Please copy each line of the records below that holds the word "returns".

**SUPPLIED MATERIAL:**
· · · ·

use anyhow::Result;
use chrono::{DateTime, Utc};
use sqlx::PgPool;

use crate::common::{AgentId, UserId, WorkspaceId};

/// Agent model - SQL persistence layer.
///
/// `persona` and `config` are caller-defined documents; the backend stores
/// and returns them opaquely.
#[derive(sqlx::FromRow, Debug, Clone)]
pub struct Agent {
    pub id: AgentId,
    pub user_id: UserId,
    pub workspace_id: Option<WorkspaceId>,
    pub name: String,
    pub persona: serde_json::Value,
    pub config: serde_json::Value,
    pub created_at: DateTime<Utc>,
}

impl Agent {
    /// Insert a new agent owned by `user_id`.
    pub async fn create(
        user_id: UserId,
        workspace_id: Option<WorkspaceId>,
        name: String,
        persona: serde_json::Value,
        config: serde_json::Value,
        pool: &PgPool,
    ) -> Result<Self> {
        sqlx::query_as::<_, Self>(
            "INSERT INTO agents (id, user_id, workspace_id, name, persona, config)
             VALUES ($1, $2, $3, $4, $5, $6)
             RETURNING *",
        )
        .bind(AgentId::new())
        .bind(user_id)
        .bind(workspace_id)
        .bind(name)
        .bind(persona)
        .bind(config)
        .fetch_one(pool)
        .await
        .map_err(Into::into)
    }

    /// Find an agent by id, scoped to its owner.
    pub async fn find_owned(id: AgentId, user_id: UserId, pool: &PgPool) -> Result<Option<Self>> {
        sqlx::query_as::<_, Self>("SELECT * FROM agents WHERE id = $1 AND user_id = $2")
            .bind(id)
            .bind(user_id)
            .fetch_optional(pool)
            .await
            .map_err(Into::into)
    }

    /// All agents owned by a user, newest first.
    pub async fn find_by_owner(user_id: UserId, pool: &PgPool) -> Result<Vec<Self>> {
        sqlx::query_as::<_, Self>(
            "SELECT * FROM agents WHERE user_id = $1 ORDER BY created_at DESC",
        )
        .bind(user_id)
        .fetch_all(pool)
        .await
        .map_err(Into::into)
    }

    /// All agents in a workspace, newest first. Deliberately not filtered by
    /// owner: workspace-scoped listing trusts the workspace id.
    pub async fn find_by_workspace(workspace_id: WorkspaceId, pool: &PgPool) -> Result<Vec<Self>> {
        sqlx::query_as::<_, Self>(
            "SELECT * FROM agents WHERE workspace_id = $1 ORDER BY created_at DESC",
        )
        .bind(workspace_id)
        .fetch_all(pool)
        .await
        .map_err(Into::into)
    }

    /// Replace the mutable fields of an owned agent.
    pub async fn update_owned(
        id: AgentId,
        user_id: UserId,
        workspace_id: Option<WorkspaceId>,
        name: String,
        persona: serde_json::Value,
        config: serde_json::Value,
        pool: &PgPool,
    ) -> Result<Option<Self>> {
        sqlx::query_as::<_, Self>(
            "UPDATE agents
             SET workspace_id = $3, name = $4, persona = $5, config = $6
             WHERE id = $1 AND user_id = $2
             RETURNING *",
        )
        .bind(id)
        .bind(user_id)
        .bind(workspace_id)
        .bind(name)
        .bind(persona)
        .bind(config)
        .fetch_optional(pool)
        .await
        .map_err(Into::into)
    }

    /// Delete an owned agent. Its messages go with it.
    pub async fn delete_owned(
        id: AgentId,
        user_id: UserId,
        pool: &PgPool,
    ) -> Result<Option<AgentId>> {
        sqlx::query_scalar::<_, AgentId>(
            "DELETE FROM agents WHERE id = $1 AND user_id = $2 RETURNING id",
        )
        .bind(id)
        .bind(user_id)
        .fetch_optional(pool)
        .await
        .map_err(Into::into)
    }
}
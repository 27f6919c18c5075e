use sqlx::PgPool;
use tracing::info;

use crate::common::{ApiError, Identity, TeamId};
use crate::domains::teams::models::Team;

/// Delete a team. Creator only; memberships are removed with it.
pub async fn delete_team(identity: &Identity, id: TeamId, pool: &PgPool) -> Result<(), ApiError> {
    Team::delete_owned(id, identity.user_id, pool)
        .await?
        .ok_or(ApiError::NotFound)?;

    info!(team_id = %id, user_id = %identity.user_id, "team deleted");
    Ok(())
}
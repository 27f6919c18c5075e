use sqlx::PgPool;

use crate::common::{ApiError, Identity, WorkspaceId};
use crate::domains::workspaces::models::Workspace;
use crate::domains::workspaces::WorkspaceData;

/// Fetch one owned workspace by id.
pub async fn get_workspace(
    identity: &Identity,
    id: WorkspaceId,
    pool: &PgPool,
) -> Result<WorkspaceData, ApiError> {
    let workspace = Workspace::find_owned(id, identity.user_id, pool)
        .await?
        .ok_or(ApiError::NotFound)?;

    Ok(WorkspaceData::from(workspace))
}

/// List the caller's workspaces, newest first.
pub async fn list_workspaces(
    identity: &Identity,
    pool: &PgPool,
) -> Result<Vec<WorkspaceData>, ApiError> {
    let workspaces = Workspace::find_by_owner(identity.user_id, pool).await?;

    Ok(workspaces.into_iter().map(WorkspaceData::from).collect())
}
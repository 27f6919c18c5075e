use serde::{Deserialize, Serialize};

use crate::domains::agents::models::Agent;

#[derive(Debug, Clone, Serialize, Deserialize)]
pub struct AgentData {
    pub id: String,
    pub user_id: String,
    pub workspace_id: Option<String>,
    pub name: String,
    /// Caller-defined persona document, returned as stored.
    pub persona: serde_json::Value,
    /// Caller-defined configuration document, returned as stored.
    pub config: serde_json::Value,
    pub created_at: String,
}

impl From<Agent> for AgentData {
    fn from(agent: Agent) -> Self {
        Self {
            id: agent.id.to_string(),
            user_id: agent.user_id.to_string(),
            workspace_id: agent.workspace_id.map(|id| id.to_string()),
            name: agent.name,
            persona: agent.persona,
            config: agent.config,
            created_at: agent.created_at.to_rfc3339(),
        }
    }
}
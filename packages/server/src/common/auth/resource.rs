use crate::common::{AgentId, TeamId, WorkspaceId};

/// A resource (or resource scope) an actor wants access to.
///
/// Only compound checks live here - message access resolves through the
/// parent `Agent`, team visibility combines creatorship and membership, and
/// `WorkspaceAgents` models the workspace-scoped agent listing. By-id CRUD
/// on a single owned row embeds its ownership check in the query instead.
#[derive(Debug, Clone, Copy, PartialEq, Eq)]
pub enum Resource {
    /// An agent, addressed by id. Guards the agent itself and, transitively,
    /// its messages.
    Agent(AgentId),

    /// The set of agents inside a workspace. Readable by any authenticated
    /// actor who supplies the workspace id; the trust boundary is the
    /// workspace id itself.
    WorkspaceAgents(WorkspaceId),

    /// A team. Readable by its creator or any member; mutable by its
    /// creator only.
    Team(TeamId),
}

/// What the actor intends to do with the resource.
#[derive(Debug, Clone, Copy, PartialEq, Eq)]
pub enum Action {
    Read,
    Mutate,
}
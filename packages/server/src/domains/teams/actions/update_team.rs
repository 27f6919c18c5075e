use serde::Deserialize;
use sqlx::PgPool;

use crate::common::{ApiError, Identity, TeamId};
use crate::domains::teams::models::Team;
use crate::domains::teams::TeamData;

#[derive(Debug, Deserialize)]
pub struct UpdateTeamInput {
    #[serde(default)]
    pub name: String,
}

/// Replace the mutable fields of a team. Creator only - membership, admin
/// role included, grants no mutation rights.
pub async fn update_team(
    identity: &Identity,
    id: TeamId,
    input: UpdateTeamInput,
    pool: &PgPool,
) -> Result<TeamData, ApiError> {
    if input.name.trim().is_empty() {
        return Err(ApiError::validation("name is required"));
    }

    let team = Team::update_owned(id, identity.user_id, input.name, pool)
        .await?
        .ok_or(ApiError::NotFound)?;

    Ok(TeamData::from(team))
}
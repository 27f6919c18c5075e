//! Request-level error taxonomy and its HTTP mapping.
//!
//! Every handler and action returns `Result<_, ApiError>`. The mapping to
//! status codes is uniform across the API:
//!
//! - `Unauthenticated` / `InvalidCredentials` -> 401
//! - `Validation` -> 400
//! - `NotFound` -> 404 (also covers "exists but not yours" - the API never
//!   reveals whether a denied resource exists)
//! - `Database` / `Internal` -> 500 with a generic body; detail is logged
//!   server-side only.

use axum::http::StatusCode;
use axum::response::{IntoResponse, Response};
use axum::Json;
use serde_json::json;
use thiserror::Error;

#[derive(Error, Debug)]
pub enum ApiError {
    #[error("authentication required")]
    Unauthenticated,

    #[error("invalid credentials")]
    InvalidCredentials,

    #[error("{0}")]
    Validation(String),

    #[error("not found")]
    NotFound,

    #[error("database error: {0}")]
    Database(#[from] sqlx::Error),

    #[error(transparent)]
    Internal(#[from] anyhow::Error),
}

impl ApiError {
    /// Shorthand for a 400 with a message.
    pub fn validation(msg: impl Into<String>) -> Self {
        ApiError::Validation(msg.into())
    }

    fn status(&self) -> StatusCode {
        match self {
            ApiError::Unauthenticated | ApiError::InvalidCredentials => StatusCode::UNAUTHORIZED,
            ApiError::Validation(_) => StatusCode::BAD_REQUEST,
            ApiError::NotFound => StatusCode::NOT_FOUND,
            ApiError::Database(_) | ApiError::Internal(_) => StatusCode::INTERNAL_SERVER_ERROR,
        }
    }
}

impl IntoResponse for ApiError {
    fn into_response(self) -> Response {
        let status = self.status();

        // Internal detail never leaves the server
        let message = if status == StatusCode::INTERNAL_SERVER_ERROR {
            tracing::error!(error = %self, "request failed");
            "Internal Server Error".to_string()
        } else {
            self.to_string()
        };

        (status, Json(json!({ "error": message }))).into_response()
    }
}
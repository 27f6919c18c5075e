//! Agent domain actions - agent CRUD and the message log.

mod create_agent;
mod delete_agent;
mod messages;
mod queries;
mod update_agent;

pub use create_agent::{create_agent, CreateAgentInput};
pub use delete_agent::delete_agent;
pub use messages::{create_message, list_messages, CreateMessageInput};
pub use queries::{get_agent, list_agents};
pub use update_agent::{update_agent, UpdateAgentInput};
// Business domains
pub mod agents;
pub mod auth;
pub mod teams;
pub mod users;
pub mod workspaces;
//! Team domain actions.

mod create_team;
mod delete_team;
mod members;
mod queries;
mod update_team;

pub use create_team::{create_team, CreateTeamInput};
pub use delete_team::delete_team;
pub use members::{add_member, list_members, AddMemberInput};
pub use queries::{get_team, visible_teams};
pub use update_team::{update_team, UpdateTeamInput};
use serde::Deserialize;
use sqlx::PgPool;
use tracing::{error, info};

use crate::common::{ApiError, Identity};
use crate::domains::teams::models::{Team, TeamMember, TeamRole};
use crate::domains::teams::TeamData;

#[derive(Debug, Deserialize)]
pub struct CreateTeamInput {
    #[serde(default)]
    pub name: String,
}

/// Create a team plus the creator's admin membership.
///
/// The two inserts run in sequence without a wrapping transaction. If the
/// membership insert fails the team stays behind with zero members; the
/// creator-ownership rule still reaches it, so it is recoverable, but it
/// only surfaces through the creator-query half of `visible_teams`.
pub async fn create_team(
    identity: &Identity,
    input: CreateTeamInput,
    pool: &PgPool,
) -> Result<TeamData, ApiError> {
    if input.name.trim().is_empty() {
        return Err(ApiError::validation("name is required"));
    }

    let team = Team::create(identity.user_id, input.name, pool).await?;

    if let Err(e) = TeamMember::create(team.id, identity.user_id, TeamRole::Admin, pool).await {
        error!(team_id = %team.id, error = %e, "admin membership insert failed; team is orphaned");
        return Err(ApiError::Database(e));
    }

    info!(team_id = %team.id, user_id = %identity.user_id, "team created");

    Ok(TeamData::from(team))
}
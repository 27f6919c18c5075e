//! Application setup and server configuration.

use std::sync::Arc;

use axum::{
    extract::Extension,
    http::{
        header::{AUTHORIZATION, CONTENT_TYPE},
        HeaderValue, Method, StatusCode,
    },
    middleware,
    routing::{get, post},
    Router,
};
use sqlx::PgPool;
use tower_http::cors::{Any, CorsLayer};
use tower_http::trace::TraceLayer;

use crate::config::Environment;
use crate::domains::auth::SessionService;
use crate::server::middleware::{identity_middleware, page_route_guard};
use crate::server::routes::{
    add_member_handler, create_agent_handler, create_message_handler, create_team_handler,
    create_workspace_handler, delete_agent_handler, delete_team_handler,
    delete_workspace_handler, get_agent_handler, get_team_handler, get_workspace_handler,
    health_handler, list_agents_handler, list_members_handler, list_messages_handler,
    list_teams_handler, list_workspaces_handler, login_handler, logout_handler, me_handler,
    register_handler, update_agent_handler, update_team_handler, update_workspace_handler,
};

/// Shared application state
#[derive(Clone)]
pub struct AppState {
    pub db_pool: PgPool,
    pub sessions: Arc<SessionService>,
    pub secure_cookies: bool,
}

/// Pages are rendered by the separate web frontend; anything that falls
/// through the API routes (after the route guard has had its say) is not ours.
async fn page_fallback() -> StatusCode {
    StatusCode::NOT_FOUND
}

/// Build the Axum application router
pub fn build_app(
    pool: PgPool,
    sessions: Arc<SessionService>,
    environment: Environment,
    allowed_origins: Vec<String>,
) -> Router {
    let app_state = AppState {
        db_pool: pool,
        sessions: sessions.clone(),
        secure_cookies: environment.is_production(),
    };

    // CORS configuration - wide open unless origins are pinned down
    let cors = if allowed_origins.is_empty() {
        CorsLayer::new()
            .allow_origin(Any)
            .allow_methods([Method::GET, Method::POST, Method::PUT, Method::DELETE])
            .allow_headers([AUTHORIZATION, CONTENT_TYPE])
    } else {
        let origins: Vec<HeaderValue> = allowed_origins
            .iter()
            .filter_map(|origin| origin.parse().ok())
            .collect();
        CorsLayer::new()
            .allow_origin(origins)
            .allow_methods([Method::GET, Method::POST, Method::PUT, Method::DELETE])
            .allow_headers([AUTHORIZATION, CONTENT_TYPE])
    };

    Router::new()
        // Auth
        .route("/api/auth/register", post(register_handler))
        .route("/api/auth/login", post(login_handler))
        .route("/api/auth/logout", post(logout_handler))
        .route("/api/auth/me", get(me_handler))
        // Workspaces
        .route(
            "/api/workspaces",
            get(list_workspaces_handler).post(create_workspace_handler),
        )
        .route(
            "/api/workspaces/:id",
            get(get_workspace_handler)
                .put(update_workspace_handler)
                .delete(delete_workspace_handler),
        )
        // Agents and their message logs
        .route(
            "/api/agents",
            get(list_agents_handler).post(create_agent_handler),
        )
        .route(
            "/api/agents/:id",
            get(get_agent_handler)
                .put(update_agent_handler)
                .delete(delete_agent_handler),
        )
        .route(
            "/api/agents/:id/messages",
            get(list_messages_handler).post(create_message_handler),
        )
        // Teams
        .route("/api/teams", get(list_teams_handler).post(create_team_handler))
        .route(
            "/api/teams/:id",
            get(get_team_handler)
                .put(update_team_handler)
                .delete(delete_team_handler),
        )
        .route(
            "/api/teams/:id/members",
            get(list_members_handler).post(add_member_handler),
        )
        // Health check
        .route("/health", get(health_handler))
        // Page paths are served elsewhere; the fallback keeps the route
        // guard in the request path for them.
        .fallback(page_fallback)
        // Middleware layers (applied in reverse order - last added runs first)
        .layer(middleware::from_fn(page_route_guard)) // Redirect policy for page routes
        .layer(middleware::from_fn(move |req, next| {
            identity_middleware(sessions.clone(), req, next)
        })) // Session token -> Identity
        .layer(Extension(app_state)) // Shared state (must be after middlewares that need it)
        .layer(cors)
        .layer(TraceLayer::new_for_http())
}
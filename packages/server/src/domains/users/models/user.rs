use anyhow::Result;
use chrono::{DateTime, Utc};
use sqlx::PgPool;

use crate::common::UserId;

/// User model - SQL persistence layer.
///
/// The password hash never leaves this layer; API responses go through
/// `UserData`, which drops it.
#[derive(sqlx::FromRow, Debug, Clone)]
pub struct User {
    pub id: UserId,
    pub email: String,
    pub password_hash: String,
    pub name: String,
    pub avatar_url: Option<String>,
    pub created_at: DateTime<Utc>,
}

impl User {
    /// Find user by ID
    pub async fn find_by_id(id: UserId, pool: &PgPool) -> Result<Option<Self>> {
        sqlx::query_as::<_, Self>("SELECT * FROM users WHERE id = $1")
            .bind(id)
            .fetch_optional(pool)
            .await
            .map_err(Into::into)
    }

    /// Find user by email. Lookup is case-insensitive; the stored casing is
    /// whatever the user registered with.
    pub async fn find_by_email(email: &str, pool: &PgPool) -> Result<Option<Self>> {
        sqlx::query_as::<_, Self>("SELECT * FROM users WHERE lower(email) = lower($1)")
            .bind(email)
            .fetch_optional(pool)
            .await
            .map_err(Into::into)
    }

    /// Insert a new user. The unique index on `lower(email)` is the final
    /// arbiter against duplicate registration races.
    pub async fn create(
        email: String,
        password_hash: String,
        name: String,
        pool: &PgPool,
    ) -> Result<Self, sqlx::Error> {
        sqlx::query_as::<_, Self>(
            "INSERT INTO users (id, email, password_hash, name)
             VALUES ($1, $2, $3, $4)
             RETURNING *",
        )
        .bind(UserId::new())
        .bind(email)
        .bind(password_hash)
        .bind(name)
        .fetch_one(pool)
        .await
    }
}
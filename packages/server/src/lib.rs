// Luna API core
//
// Backend for the Luna agent platform: users create AI agents, talk to them,
// group them into workspaces, and collaborate through teams. The interesting
// part of this crate is the authorization layer - session identity, the
// route classifier, and per-resource ownership checks.

pub mod common;
pub mod config;
pub mod domains;
pub mod server;

pub use config::*;

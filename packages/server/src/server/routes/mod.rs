// HTTP routes
pub mod agents;
pub mod auth;
pub mod health;
pub mod teams;
pub mod workspaces;

pub use agents::*;
pub use auth::*;
pub use health::*;
pub use teams::*;
pub use workspaces::*;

· · · ·

**OUTPUT OF THE EXERCISE:**
/// and returns them opaquely.
//! Every handler and action returns `Result<_, ApiError>`. The mapping to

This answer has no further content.